* _WHAT THE TASK ASKS_
Of all the entries below, retype only the lines from the one with "a result set." through the one with "if limit < 0", exactly as they appear.
Top of GIVEN RECORDS
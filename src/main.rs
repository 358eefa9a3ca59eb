// Keystrata — Application Entry Point
//
// Parses CLI arguments, initializes structured logging (with a filter that
// never emits secret values), and dispatches to the command handler.

use clap::Parser;
use tracing_subscriber::EnvFilter;

use keystrata::cli::{execute, Cli};

fn main() {
    // RUST_LOG=keystrata=debug for verbose output. Logs go to stderr so that
    // `replay --json` output stays machine readable.
    tracing_subscriber::fmt()
        .with_env_filter(
            EnvFilter::try_from_default_env()
                .unwrap_or_else(|_| EnvFilter::new("keystrata=info")),
        )
        .with_target(false)
        .with_writer(std::io::stderr)
        .init();

    let cli = Cli::parse();

    if let Err(e) = execute(cli.command) {
        eprintln!("Error: {}", e);
        std::process::exit(1);
    }
}
//! Engine-neutral compiled predicates.
//!
//! A [`Predicate`] is the compiled form of a condition tree: field names
//! are resolved, values are coerced to their declared types, and sibling
//! combinators are folded into an explicit binary tree. Backends translate
//! this structure into their native query form; the in-memory store
//! evaluates it directly.

use serde::{Deserialize, Serialize};

use crate::spec::condition::Combinator;
use crate::spec::value::Value;

/// Comparison operators over coerced values.
#[derive(Debug, Clone, Copy, PartialEq, Eq, Hash, Serialize, Deserialize)]
pub enum CompareOp {
    Eq,
    Ne,
    Gt,
    Gte,
    Lt,
    Lte,
}

/// String-match flavors.
#[derive(Debug, Clone, Copy, PartialEq, Eq, Hash, Serialize, Deserialize)]
pub enum MatchKind {
    /// `%`/`_` wildcard pattern
    Like,
    Prefix,
    Suffix,
    Substring,
}

/// A compiled boolean expression.
#[derive(Debug, Clone, PartialEq, Serialize, Deserialize)]
pub enum Predicate {
    /// Typed comparison against a coerced scalar.
    Compare {
        field: String,
        op: CompareOp,
        value: Value,
    },
    /// String match with explicit case sensitivity.
    Match {
        field: String,
        kind: MatchKind,
        pattern: String,
        case_sensitive: bool,
    },
    /// Field is null.
    Null { field: String },
    /// Field is not null.
    NotNull { field: String },
    /// Logical negation.
    Not(Box<Predicate>),
    /// Logical conjunction, left-associated.
    And(Box<Predicate>, Box<Predicate>),
    /// Logical disjunction, left-associated.
    Or(Box<Predicate>, Box<Predicate>),
}

impl Predicate {
    /// Fold the next sibling into an accumulated predicate, left-to-right.
    ///
    /// The first sibling contributes only its own negation; its AND/OR
    /// half is meaningless with nothing to join to.
    pub fn fold(acc: Option<Predicate>, combinator: Combinator, next: Predicate) -> Predicate {
        let next = if combinator.is_negated() {
            Predicate::Not(Box::new(next))
        } else {
            next
        };
        match acc {
            None => next,
            Some(acc) if combinator.is_or() => Predicate::Or(Box::new(acc), Box::new(next)),
            Some(acc) => Predicate::And(Box::new(acc), Box::new(next)),
        }
    }
}
//! Offset/limit paging.

use serde::{Deserialize, Serialize};

use crate::error::{QuarryError, QuarryResult};

/// A skip/take window over a result set.
///
/// `limit == 0` means unlimited; the offset is still applied.
#[derive(Debug, Clone, Copy, PartialEq, Eq, Hash, Serialize, Deserialize, Default)]
pub struct Page {
    pub offset: u64,
    pub limit: u64,
}

impl Page {
    /// Create a page window. Negative inputs are rejected eagerly so a bad
    /// specification never reaches compilation.
    pub fn new(offset: i64, limit: i64) -> QuarryResult<Self> {
        if offset < 0 {
            return Err(QuarryError::invalid(format!("negative offset: {offset}")));
        }
        if limit < 0 {
            return Err(QuarryError::invalid(format!("negative limit: {limit}")));
        }
        Ok(Self {
            offset: offset as u64,
            limit: limit as u64,
        })
    }

    /// Create a page window from a 1-based page number and a page size.
    ///
    /// `offset = (page_number - 1) * page_size`; a page number below 1
    /// clamps to offset 0. A negative page size is rejected.
    pub fn numbered(page_number: i64, page_size: i64) -> QuarryResult<Self> {
        if page_size < 0 {
            return Err(QuarryError::invalid(format!(
                "negative page size: {page_size}"
            )));
        }
        let limit = page_size as u64;
        let offset = if page_number < 1 {
            0
        } else {
            (page_number as u64 - 1).checked_mul(limit).ok_or_else(|| {
                QuarryError::invalid(format!(
                    "page window overflows: page {page_number} of size {page_size}"
                ))
            })?
        };
        Ok(Self { offset, limit })
    }

    /// Take at most `limit` rows from the start.
    pub fn first(limit: i64) -> QuarryResult<Self> {
        Self::new(0, limit)
    }

    /// Whether this window limits the number of rows.
    pub fn is_limited(&self) -> bool {
        self.limit > 0
    }
}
Bottom of GIVEN RECORDS
* _RESULT FOR THIS TASK_
/// A skip/take window over a result set.
///
/// `limit == 0` means unlimited; the offset is still applied.
#[derive(Debug, Clone, Copy, PartialEq, Eq, Hash, Serialize, Deserialize, Default)]
pub struct Page {
    pub offset: u64,
    pub limit: u64,
}

impl Page {
    /// Create a page window. Negative inputs are rejected eagerly so a bad
    /// specification never reaches compilation.
    pub fn new(offset: i64, limit: i64) -> QuarryResult<Self> {
        if offset < 0 {
            return Err(QuarryError::invalid(format!("negative offset: {offset}")));
        }
        if limit < 0 {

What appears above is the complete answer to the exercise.